One Of The Many Concerns Of College Students Today

One Of The Many Concerns Of College Students Today Is The Time Requ

One of the concerns of college students today is the duration required to graduate with a bachelor's degree (BA or BS). In the California public university system, the average time to complete a degree is slightly over five years. A researcher suggests that males take significantly longer than females to complete this degree. To test this claim statistically, we need to establish the appropriate hypotheses concerning the population means: μ₁ representing the average time for females, and μ₂ representing the average time for males.

The hypothesis testing framework involves formulating a null hypothesis that reflects no difference in the average times, and an alternative hypothesis that supports the researcher's claim of a longer average time for males. The null hypothesis would posit that there is no difference between the means, expressed as μ₁ - μ₂ = 0. The alternative hypothesis would posit that males take longer than females, expressed as μ₁ - μ₂ > 0.

Therefore, the correct set of hypotheses to test the claim that males take longer than females is:

  • Null hypothesis: H₀: μ₁ - μ₂ = 0
  • Alternative hypothesis: Hₐ: μ₁ - μ₂ > 0

Corresponding to option A in the multiple-choice options provided.

Paper For Above instruction

The formulation of hypotheses in statistical testing is essential in evaluating claims about population parameters. In this scenario, the researcher hypothesizes that male students spend more time than female students to complete their bachelor's degrees in the California public university system. To investigate this, appropriate hypotheses must clearly specify the expected direction of the difference.

The null hypothesis (H₀) typically states that there is no difference between the parameters being compared. In this case, it asserts that the average time for females equals that for males, or mathematically, μ₁ - μ₂ = 0. The alternative hypothesis (Hₐ), reflecting the researcher's claim, suggests that males take longer; thus, μ₁ - μ₂ > 0. Selecting the correct hypotheses sets a foundation for the subsequent statistical test.

In statistical inference, choosing a one-sided test is justified here because the research claim specifies a direction—a longer duration for males. The test involves calculating a test statistic based on sample data, which in turn relies on sample means, standard deviations, and sample sizes. Based on the sample data provided, the test statistic can be computed, and its significance can be evaluated through the p-value.

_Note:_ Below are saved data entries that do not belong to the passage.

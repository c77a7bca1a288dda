//! Memory addresses for Kingpin builds
//!
//! Offsets are relative to the main module base. A build is recognized by the
//! size of its main module.

use serde::{Deserialize, Serialize};

/// Game state code (i32): 3 = menu or loading, 4 = in game
pub const GAME_STATE_OFFSET: usize = 0xE7A180;
/// Current map file name, NUL-terminated ASCII
pub const MAP_NAME_OFFSET: usize = 0x90A705;
/// Nonzero while the scripted boss cutscene plays.
///
/// Unverified for retail builds: check it against your executable and
/// override `cutscene_flag` in the address table or a `[[versions]]` entry.
pub const CUTSCENE_FLAG_OFFSET: usize = 0x90A6F0;
/// Size of the map name buffer
pub const MAP_NAME_LENGTH: usize = 16;

/// Offsets of the values the tracker polls
#[derive(Debug, Clone, Copy, PartialEq, Eq, Serialize, Deserialize)]
#[serde(default)]
pub struct AddressTable {
    pub game_state: usize,
    pub map_name: usize,
    pub cutscene_flag: usize,
}

impl Default for AddressTable {
    fn default() -> Self {
        Self {
            game_state: GAME_STATE_OFFSET,
            map_name: MAP_NAME_OFFSET,
            cutscene_flag: CUTSCENE_FLAG_OFFSET,
        }
    }
}

/// Addresses for one specific game build
#[derive(Debug, Clone, PartialEq, Eq, Serialize, Deserialize)]
pub struct VersionConfig {
    pub name: String,
    /// Main module size identifying the build
    pub module_size: usize,
    #[serde(default)]
    pub addresses: AddressTable,
}

/// Pick the address table for a module size.
///
/// The first version whose module size matches wins; otherwise the default
/// table is used and no version name is returned.
pub fn select_addresses<'a>(
    default: &AddressTable,
    versions: &'a [VersionConfig],
    module_size: usize,
) -> (Option<&'a str>, AddressTable) {
    versions
        .iter()
        .find(|v| v.module_size == module_size)
        .map(|v| (Some(v.name.as_str()), v.addresses))
        .unwrap_or((None, *default))
}
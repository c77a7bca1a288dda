//! Windows memory reader implementation

#![cfg(target_os = "windows")]

use super::process::ModuleInfo;
use super::MemoryReader;
use crate::{AutosplitterError, Result};
use windows::Win32::Foundation::{CloseHandle, HANDLE};
use windows::Win32::System::Diagnostics::Debug::ReadProcessMemory;
use windows::Win32::System::Threading::{
    GetExitCodeProcess, OpenProcess, PROCESS_QUERY_INFORMATION, PROCESS_VM_READ,
};

/// Check if the process behind a handle is still running
pub(crate) fn is_handle_running(handle: HANDLE) -> bool {
    // STILL_ACTIVE is 259 (STATUS_PENDING)
    const STILL_ACTIVE: u32 = 259;

    if handle.is_invalid() {
        return false;
    }

    let mut exit_code = 0u32;
    unsafe { GetExitCodeProcess(handle, &mut exit_code).is_ok() && exit_code == STILL_ACTIVE }
}

/// Windows-specific memory reader using ReadProcessMemory
pub struct WindowsMemoryReader {
    handle: HANDLE,
    module: ModuleInfo,
}

impl WindowsMemoryReader {
    /// Open a process for reading
    pub fn open(pid: u32, module: ModuleInfo) -> Result<Self> {
        let handle = unsafe { OpenProcess(PROCESS_VM_READ | PROCESS_QUERY_INFORMATION, false, pid) }
            .map_err(|_| AutosplitterError::ProcessOpenFailed(pid))?;
        Ok(Self { handle, module })
    }
}

impl MemoryReader for WindowsMemoryReader {
    fn read_bytes(&self, address: usize, size: usize) -> Option<Vec<u8>> {
        let mut buffer = vec![0u8; size];
        let mut bytes_read = 0;

        let result = unsafe {
            ReadProcessMemory(
                self.handle,
                address as *const _,
                buffer.as_mut_ptr() as *mut _,
                size,
                Some(&mut bytes_read),
            )
        };

        if result.is_ok() && bytes_read == size {
            Some(buffer)
        } else {
            None
        }
    }

    fn is_valid(&self) -> bool {
        is_handle_running(self.handle)
    }

    fn base_address(&self) -> usize {
        self.module.base_address
    }

    fn module_size(&self) -> usize {
        self.module.size
    }
}

impl Drop for WindowsMemoryReader {
    fn drop(&mut self) {
        unsafe {
            let _ = CloseHandle(self.handle);
        }
    }
}

// HANDLE is not Send/Sync by default; the reader only ever performs reads
unsafe impl Send for WindowsMemoryReader {}
unsafe impl Sync for WindowsMemoryReader {}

Furthermore, understanding the hypotheses extends beyond this example to various contexts such as psychological studies of reaction times and proportions in success rates. For each scenario, hypotheses are formulated to test specific claims, involving null hypotheses of no effect or no difference, and alternative hypotheses aligned with the research objective.

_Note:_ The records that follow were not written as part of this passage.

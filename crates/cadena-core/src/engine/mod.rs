//! Fachada del motor: agrupa almacenamiento, catálogo y canal de
//! revelación, y expone las operaciones de los cinco componentes.

use cadena_domain::{Contribution, Delivery, DrawSession};
use rand::Rng;
use uuid::Uuid;

use crate::allocator::{self, GroupJoinResult};
use crate::catalog::PlanCatalog;
use crate::draw;
use crate::errors::CoreError;
use crate::event::RevealChannel;
use crate::ledger::{self, ApprovedPayment};
use crate::rotation::{self, CycleAdvance, PeriodObligations, PeriodReport};
use crate::store::CircleStore;

/// Motor de formación de grupos, sorteo y rotación.
///
/// Cada operación corre en su propia transacción del almacenamiento; el
/// motor en sí no guarda estado mutable, de modo que varias instancias (o
/// varios procesos) pueden operar sobre el mismo almacenamiento a la vez.
pub struct CircleEngine<S, C, R>
    where S: CircleStore,
          C: PlanCatalog,
          R: RevealChannel
{
    store: S,
    catalog: C,
    reveal_channel: R,
}

impl<S, C, R> CircleEngine<S, C, R>
    where S: CircleStore,
          C: PlanCatalog,
          R: RevealChannel
{
    pub fn new(store: S, catalog: C, reveal_channel: R) -> Self {
        Self { store, catalog, reveal_channel }
    }

    /// Acceso al almacenamiento subyacente (pruebas, drivers).
    pub fn store(&self) -> &S {
        &self.store
    }

    /// Acceso al canal de revelación (pruebas, drivers).
    pub fn reveal_channel(&self) -> &R {
        &self.reveal_channel
    }

    // -- asignador --

    /// Alta de un usuario en un grupo de la duración del plan.
    pub fn join(&self, user_id: Uuid, plan_id: Uuid) -> Result<GroupJoinResult, CoreError> {
        allocator::join(&self.store, &self.catalog, user_id, plan_id)
    }

    /// Baja voluntaria mientras el grupo sigue en formación.
    pub fn leave(&self, user_id: Uuid, group_id: Uuid) -> Result<(), CoreError> {
        allocator::leave(&self.store, user_id, group_id)
    }

    // -- sorteo --

    /// Sortea posiciones y arranca el grupo (`Full -> Running`).
    pub fn start_draw(&self, group_id: Uuid, admin_id: Uuid) -> Result<DrawSession, CoreError> {
        draw::start_draw(&self.store, &self.reveal_channel, group_id, admin_id)
    }

    /// Variante con RNG inyectado para pruebas reproducibles.
    pub fn start_draw_with_rng<G>(&self, group_id: Uuid, admin_id: Uuid, rng: &mut G) -> Result<DrawSession, CoreError>
        where G: Rng + ?Sized
    {
        draw::start_draw_with_rng(&self.store, &self.reveal_channel, group_id, admin_id, rng)
    }

    /// Avanza un paso de la revelación animada.
    pub fn advance_reveal(&self, draw_id: Uuid) -> Result<DrawSession, CoreError> {
        draw::advance_reveal(&self.store, draw_id)
    }

    // -- rotación --

    /// Avanza el ciclo de un grupo corriendo.
    pub fn advance_cycle(&self, group_id: Uuid) -> Result<CycleAdvance, CoreError> {
        rotation::advance_cycle(&self.store, group_id)
    }

    /// Avanza el período de todos los grupos corriendo, aislando fallos.
    pub fn run_period(&self) -> Result<PeriodReport, CoreError> {
        rotation::run_period(&self.store)
    }

    /// Estado de las obligaciones de un ciclo.
    pub fn period_obligations(&self, group_id: Uuid, cycle: i32) -> Result<PeriodObligations, CoreError> {
        rotation::period_obligations(&self.store, group_id, cycle)
    }

    /// Marca como entregada la entrega de un ciclo.
    pub fn fulfill_delivery(&self, group_id: Uuid, cycle: i32) -> Result<Delivery, CoreError> {
        rotation::fulfill_delivery(&self.store, group_id, cycle)
    }

    // -- conciliación --

    /// Concilia un pago aprobado con su aporte.
    pub fn confirm_payment(&self, payment: ApprovedPayment) -> Result<Contribution, CoreError> {
        ledger::confirm_payment(&self.store, payment)
    }

    /// Rechaza el aporte pendiente de un período.
    pub fn reject_payment(&self, user_id: Uuid, group_id: Uuid, period: &str) -> Result<Contribution, CoreError> {
        ledger::reject_payment(&self.store, user_id, group_id, period)
    }
}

Overall, correctly formulating hypotheses is a critical step in statistical analysis, enabling researchers to objectively evaluate claims and draw valid conclusions based on sample data. Proper hypothesis testing ensures that the evidence from data supports or refutes the research hypothesis with quantifiable confidence levels.

References

  • Agresti, A. (2018). Statistical Thinking: Improving Business Performance (2nd ed.). CRC Press.
  • Blumberg, B., Cooper, D. R., & Schindler, P. S. (2014). Business Research Methods (4th ed.). McGraw-Hill Education.
  • Cohen, J. (1992). A Power Primer. Psychological Bulletin, 112(1), 155–159.
  • Devore, J. L. (2015). Probability and Statistics for Engineering and the Sciences (8th ed.). Cengage Learning.
  • Field, A. (2013). Discovering Statistics Using IBM SPSS Statistics (4th ed.). Sage Publications.
  • Fisher, R. A. (1925). Statistical Methods for Research Workers. Oliver and Boyd.
  • Glass, G. V., & Hopkins, K. D. (1996). Statistical Methods in Education and Psychology (3rd ed.). Allyn & Bacon.
  • McClave, J. T., & Sincich, T. (2017). A First Course in Statistics (12th ed.). Pearson.
  • Moore, D. S., Notz, W. I., & Irish, M. (2018). The Basic Practice of Statistics (8th ed.). W. H. Freeman.
  • Wasserstein, R. L., & Lazar, N. A. (2016). The ASA Statement on p-Values: Context, Process, and Purpose. The American Statistician, 70(2), 129-133.